- [What this task involves]: For the entries that follow, restate word for word the line containing "pub fn new(posts: Vec<Post>)", the line containing "let idx = self.posts.iter().position(|p|", and every line that lies between them.

- [Exercise materials]:
//! Post and site settings records, as stored by the document store.

use chrono::{DateTime, Utc};
use serde::{Deserialize, Serialize};

/// Stable post identifier.
///
/// New posts take the current time in milliseconds, matching what existing
/// stores already contain.
#[derive(Debug, Clone, Copy, PartialEq, Eq, Hash, PartialOrd, Ord, Serialize, Deserialize)]
#[serde(transparent)]
pub struct PostId(pub u64);

impl PostId {
    pub fn generate() -> Self {
        PostId(Utc::now().timestamp_millis().max(0) as u64)
    }
}

impl std::fmt::Display for PostId {
    fn fmt(&self, f: &mut std::fmt::Formatter<'_>) -> std::fmt::Result {
        write!(f, "{}", self.0)
    }
}

/// Which tab of the site a post belongs to.
#[derive(Debug, Clone, Copy, PartialEq, Eq, Hash, Default, Serialize, Deserialize)]
#[serde(rename_all = "lowercase")]
pub enum PostKind {
    #[default]
    Work,
    Program,
}

impl std::str::FromStr for PostKind {
    type Err = String;

    fn from_str(s: &str) -> Result<Self, Self::Err> {
        match s {
            "work" => Ok(PostKind::Work),
            "program" => Ok(PostKind::Program),
            other => Err(format!("unknown post type `{other}` (expected work or program)")),
        }
    }
}

/// A published post. `content` is the serialized editor document.
#[derive(Debug, Clone, PartialEq, Serialize, Deserialize)]
pub struct Post {
    pub id: PostId,
    #[serde(rename = "type")]
    pub kind: PostKind,
    pub title: String,
    pub content: String,
    pub date: DateTime<Utc>,
}

impl Post {
    /// Create a post on first save, with a fresh id and timestamp.
    pub fn create(kind: PostKind, title: impl Into<String>, content: impl Into<String>) -> Self {
        Self {
            id: PostId::generate(),
            kind,
            title: title.into(),
            content: content.into(),
            date: Utc::now(),
        }
    }

    /// Replace the editable fields, keeping id and original date.
    pub fn revise(&self, kind: PostKind, title: impl Into<String>, content: impl Into<String>) -> Self {
        Self {
            id: self.id,
            kind,
            title: title.into(),
            content: content.into(),
            date: self.date,
        }
    }
}

/// The hosting application's post list.
#[derive(Debug, Clone, Default, PartialEq, Serialize, Deserialize)]
#[serde(transparent)]
pub struct PostCollection {
    posts: Vec<Post>,
}

impl PostCollection {
    pub fn new(posts: Vec<Post>) -> Self {
        Self { posts }
    }

    pub fn is_empty(&self) -> bool {
        self.posts.is_empty()
    }

    pub fn len(&self) -> usize {
        self.posts.len()
    }

    pub fn get(&self, id: PostId) -> Option<&Post> {
        self.posts.iter().find(|p| p.id == id)
    }

    /// Replace the post with the same id, or append a new one.
    pub fn upsert(&mut self, post: Post) {
        match self.posts.iter_mut().find(|p| p.id == post.id) {
            Some(existing) => *existing = post,
            None => self.posts.push(post),
        }
    }

    pub fn remove(&mut self, id: PostId) -> Option<Post> {
        let idx = self.posts.iter().position(|p| p.id == id)?;
        Some(self.posts.remove(idx))
    }

    /// Posts of one kind, newest first.
    pub fn feed(&self, kind: PostKind) -> Vec<&Post> {
        let mut feed: Vec<&Post> = self.posts.iter().filter(|p| p.kind == kind).collect();
        feed.sort_by(|a, b| b.date.cmp(&a.date));
        feed
    }

    pub fn as_slice(&self) -> &[Post] {
        &self.posts
    }
}

pub const DEFAULT_BANNER_URL: &str = "https://picsum.photos/seed/portfolio/1600/900";

/// Site-wide settings.
#[derive(Debug, Clone, PartialEq, Serialize, Deserialize)]
#[serde(rename_all = "camelCase")]
pub struct Settings {
    pub banner_url: String,
}

impl Default for Settings {
    fn default() -> Self {
        Self {
            banner_url: DEFAULT_BANNER_URL.to_owned(),
        }
    }
}

#[cfg(test)]
mod tests {
    use super::*;
    use chrono::TimeZone;

    fn post_at(id: u64, kind: PostKind, day: u32) -> Post {
        Post {
            id: PostId(id),
            kind,
            title: format!("post {id}"),
            content: "<p>x</p>".into(),
            date: Utc.with_ymd_and_hms(2024, 1, day, 12, 0, 0).unwrap(),
        }
    }

    #[test]
    fn test_revise_keeps_id_and_date() {
        let original = post_at(7, PostKind::Work, 3);
        let revised = original.revise(PostKind::Program, "new", "<b>body</b>");
        assert_eq!(revised.id, original.id);
        assert_eq!(revised.date, original.date);
        assert_eq!(revised.kind, PostKind::Program);
        assert_eq!(revised.title, "new");
        assert_eq!(revised.content, "<b>body</b>");
    }

    #[test]
    fn test_create_has_fresh_id() {
        let post = Post::create(PostKind::Work, "t", "c");
        assert!(post.id.0 > 0);
        assert_eq!(post.title, "t");
    }

    #[test]
    fn test_json_shape() {
        let post = post_at(1700000000000, PostKind::Program, 2);
        let json = serde_json::to_value(&post).unwrap();
        assert_eq!(json["id"], 1700000000000u64);
        assert_eq!(json["type"], "program");
        assert_eq!(json["title"], "post 1700000000000");
        assert_eq!(json["date"], "2024-01-02T12:00:00Z");

        let back: Post = serde_json::from_value(json).unwrap();
        assert_eq!(back, post);
    }

    #[test]
    fn test_upsert_replaces_by_id() {
        let mut posts = PostCollection::default();
        posts.upsert(post_at(1, PostKind::Work, 1));
        posts.upsert(post_at(2, PostKind::Work, 2));
        let edited = posts.get(PostId(1)).unwrap().revise(PostKind::Work, "edited", "c");
        posts.upsert(edited);

        assert_eq!(posts.len(), 2);
        assert_eq!(posts.get(PostId(1)).unwrap().title, "edited");
    }

    #[test]
    fn test_feed_filters_and_sorts_newest_first() {
        let posts = PostCollection::new(vec![
            post_at(1, PostKind::Work, 1),
            post_at(2, PostKind::Program, 5),
            post_at(3, PostKind::Work, 9),
            post_at(4, PostKind::Work, 4),
        ]);
        let ids: Vec<u64> = posts.feed(PostKind::Work).iter().map(|p| p.id.0).collect();
        assert_eq!(ids, vec![3, 4, 1]);
    }

    #[test]
    fn test_remove() {
        let mut posts = PostCollection::new(vec![post_at(1, PostKind::Work, 1)]);
        assert!(posts.remove(PostId(1)).is_some());
        assert!(posts.remove(PostId(1)).is_none());
        assert!(posts.is_empty());
    }

    #[test]
    fn test_settings_default_and_shape() {
        let settings: Settings = serde_json::from_str(r#"{"bannerUrl":"uploads/b.png"}"#).unwrap();
        assert_eq!(settings.banner_url, "uploads/b.png");
        assert_eq!(Settings::default().banner_url, DEFAULT_BANNER_URL);
    }
}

- [Task response]:
    pub fn new(posts: Vec<Post>) -> Self {
        Self { posts }
    }

    pub fn is_empty(&self) -> bool {
        self.posts.is_empty()
    }

    pub fn len(&self) -> usize {
        self.posts.len()
    }

    pub fn get(&self, id: PostId) -> Option<&Post> {
        self.posts.iter().find(|p| p.id == id)
    }

    /// Replace the post with the same id, or append a new one.
    pub fn upsert(&mut self, post: Post) {
        match self.posts.iter_mut().find(|p| p.id == post.id) {
            Some(existing) => *existing = post,
            None => self.posts.push(post),
        }
    }

    pub fn remove(&mut self, id: PostId) -> Option<Post> {
        let idx = self.posts.iter().position(|p| p.id == id)?;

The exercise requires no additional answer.